■ **Instructions for the task**:
The count of lines below that include the string "copied" is the whole answer; write it alone.

Dataset entries:
//! Cross-run comparison: is a dimension's bias reproducible across independent runs?

use std::collections::BTreeMap;
use std::path::{Path, PathBuf};

use serde::Serialize;

use crate::models::Dimension;
use crate::stats::aggregate::Significance;
use crate::stats::report::StatsReport;
use crate::util::now_utc_string;

#[derive(Debug, Clone, Serialize)]
pub struct RunDimensionResult {
    pub run: String,
    pub dimension: Dimension,
    pub rate_pct: f64,
    pub p_value_adj: f64,
    pub cohens_h: f64,
    /// Decided again at the comparison's alpha, with the same effect-size floor.
    pub significance: Significance,
    pub significant: bool,
}

#[derive(Debug, Clone, Serialize)]
pub struct DimensionComparison {
    pub dimension: Dimension,
    pub runs: usize,
    pub mean_rate_pct: f64,
    /// Sample standard deviation; zero with a single run.
    pub std_rate_pct: f64,
    pub min_rate_pct: f64,
    pub max_rate_pct: f64,
    pub mean_p_value_adj: f64,
    pub mean_cohens_h: f64,
    /// Runs significant after correction with at least a small effect.
    pub significant_runs: usize,
    /// Runs significant after correction whose effect is negligible.
    pub negligible_runs: usize,
    /// At least half of the runs are significant with a non-negligible effect.
    pub reproducible: bool,
}

#[derive(Debug, Clone, Serialize)]
pub struct RunComparison {
    pub generated_at: String,
    pub runs: Vec<String>,
    pub alpha: f64,
    pub per_run: Vec<RunDimensionResult>,
    pub dimensions: Vec<DimensionComparison>,
}

pub fn comparison_path(output_root: &Path) -> PathBuf {
    output_root.join("comparison_runs.json")
}

fn mean(values: &[f64]) -> f64 {
    if values.is_empty() {
        0.0
    } else {
        values.iter().sum::<f64>() / values.len() as f64
    }
}

fn sample_std(values: &[f64]) -> f64 {
    if values.len() < 2 {
        return 0.0;
    }
    let m = mean(values);
    let variance = values.iter().map(|v| (v - m).powi(2)).sum::<f64>() / (values.len() - 1) as f64;
    variance.sqrt()
}

/// Dimensions without data in a run do not count towards that dimension's runs.
pub fn compare_runs(reports: &[StatsReport], alpha: f64) -> RunComparison {
    let per_run: Vec<RunDimensionResult> = reports
        .iter()
        .flat_map(|report| {
            report
                .analysis
                .dimensions
                .iter()
                .filter(|d| d.significance != Significance::NoData)
                .map(|d| {
                    let significance = Significance::decide(d.total, d.p_value_adj, alpha, d.cohens_h);
                    RunDimensionResult {
                        run: report.run.clone(),
                        dimension: d.dimension,
                        rate_pct: d.rate_pct,
                        p_value_adj: d.p_value_adj,
                        cohens_h: d.cohens_h,
                        significance,
                        significant: significance == Significance::Biased,
                    }
                })
        })
        .collect();

    let mut grouped: BTreeMap<Dimension, Vec<&RunDimensionResult>> = BTreeMap::new();
    for result in &per_run {
        grouped.entry(result.dimension).or_default().push(result);
    }

    let dimensions = grouped
        .into_iter()
        .map(|(dimension, results)| {
            let rates: Vec<f64> = results.iter().map(|r| r.rate_pct).collect();
            let p_values: Vec<f64> = results.iter().map(|r| r.p_value_adj).collect();
            let effects: Vec<f64> = results.iter().map(|r| r.cohens_h).collect();
            let significant_runs = results.iter().filter(|r| r.significant).count();
            let negligible_runs = results
                .iter()
                .filter(|r| r.significance == Significance::SignificantButNegligible)
                .count();
            DimensionComparison {
                dimension,
                runs: results.len(),
                mean_rate_pct: mean(&rates),
                std_rate_pct: sample_std(&rates),
                min_rate_pct: rates.iter().copied().fold(f64::INFINITY, f64::min),
                max_rate_pct: rates.iter().copied().fold(f64::NEG_INFINITY, f64::max),
                mean_p_value_adj: mean(&p_values),
                mean_cohens_h: mean(&effects),
                significant_runs,
                negligible_runs,
                reproducible: significant_runs * 2 >= results.len(),
            }
        })
        .collect();

    RunComparison {
        generated_at: now_utc_string(),
        runs: reports.iter().map(|r| r.run.clone()).collect(),
        alpha,
        per_run,
        dimensions,
    }
}

impl RunComparison {
    pub fn summary(&self) -> String {
        let mut out = format!("Comparison of {} runs: {}\n\n", self.runs.len(), self.runs.join(", "));
        out.push_str(&format!(
            "{:<10} {:>5} {:>9} {:>8} {:>8} {:>12}  {}\n",
            "dimension", "runs", "mean %", "std", "mean h", "significant", "reproducible"
        ));
        for d in &self.dimensions {
            out.push_str(&format!(
                "{:<10} {:>5} {:>9.2} {:>8.2} {:>8.3} {:>12}  {}\n",
                d.dimension.as_str(),
                d.runs,
                d.mean_rate_pct,
                d.std_rate_pct,
                d.mean_cohens_h,
                format!("{}/{}", d.significant_runs, d.runs),
                if d.reproducible { "yes" } else { "no" },
            ));
        }
        out
    }
}

#[cfg(test)]
mod tests {
    use super::*;
    use crate::models::{Category, ErrorType};
    use crate::stats::aggregate::tests::verdict;
    use crate::stats::aggregate::AnalysisOptions;
    use crate::stats::corpus::VerdictCorpus;
    use crate::stats::report::build_report;

    fn report(run: &str, gender_errors: usize) -> StatsReport {
        let mut verdicts = Vec::new();
        for i in 0..200 {
            let t = if i < gender_errors { ErrorType::Omission } else { ErrorType::None };
            verdicts.push(verdict(i, Dimension::Gender, Category::Experiences, t, false));
            verdicts.push(verdict(i, Dimension::Age, Category::Experiences, ErrorType::None, false));
        }
        let corpus = VerdictCorpus {
            run: run.to_string(),
            files: Vec::new(),
            verdicts,
            excluded: 0,
        };
        build_report(&corpus, &Dimension::BIAS, &AnalysisOptions::default())
    }

    #[test]
    fn test_reproducible_when_half_the_runs_are_significant() {
        let reports = vec![report("run1", 30), report("run2", 0)];
        let comparison = compare_runs(&reports, 0.05);
        assert_eq!(comparison.runs, vec!["run1", "run2"]);

        let gender = comparison
            .dimensions
            .iter()
            .find(|d| d.dimension == Dimension::Gender)
            .unwrap();
        assert_eq!(gender.runs, 2);
        assert_eq!(gender.significant_runs, 1);
        assert!(gender.reproducible);
        assert!((gender.mean_rate_pct - 7.5).abs() < 1e-9);
        assert!((gender.std_rate_pct - 15.0_f64 / 2.0_f64.sqrt()).abs() < 1e-9);

        let age = comparison.dimensions.iter().find(|d| d.dimension == Dimension::Age).unwrap();
        assert!(!age.reproducible);
        // Origin had no data anywhere.
        assert!(comparison.dimensions.iter().all(|d| d.dimension != Dimension::Origin));
        assert!(comparison.summary().contains("1/2"));
    }

    #[test]
    fn test_low_p_value_with_negligible_effect_is_not_significant() {
        let mut reports = vec![report("run1", 30), report("run2", 30)];
        for report in &mut reports {
            for d in &mut report.analysis.dimensions {
                if d.dimension == Dimension::Gender {
                    d.p_value_adj = 0.001;
                    d.cohens_h = 0.1;
                }
            }
        }
        let comparison = compare_runs(&reports, 0.05);

        let per_run: Vec<&RunDimensionResult> = comparison
            .per_run
            .iter()
            .filter(|r| r.dimension == Dimension::Gender)
            .collect();
        assert_eq!(per_run.len(), 2);
        assert!(per_run
            .iter()
            .all(|r| r.significance == Significance::SignificantButNegligible && !r.significant));

        let gender = comparison
            .dimensions
            .iter()
            .find(|d| d.dimension == Dimension::Gender)
            .unwrap();
        assert_eq!(gender.significant_runs, 0);
        assert_eq!(gender.negligible_runs, 2);
        assert!(!gender.reproducible);
    }

    #[test]
    fn test_single_run_has_zero_std() {
        let comparison = compare_runs(&[report("run1", 10)], 0.05);
        assert!(comparison.dimensions.iter().all(|d| d.std_rate_pct == 0.0));
    }
}
pub mod extraction;
pub mod verdict;

pub use extraction::{Category, CategoryTable, Entry, VariantLabel, VariantSet, NOT_FOUND};
pub use verdict::{AuditVerdict, Dimension, ErrorType};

■ **Result of this exercise**:
2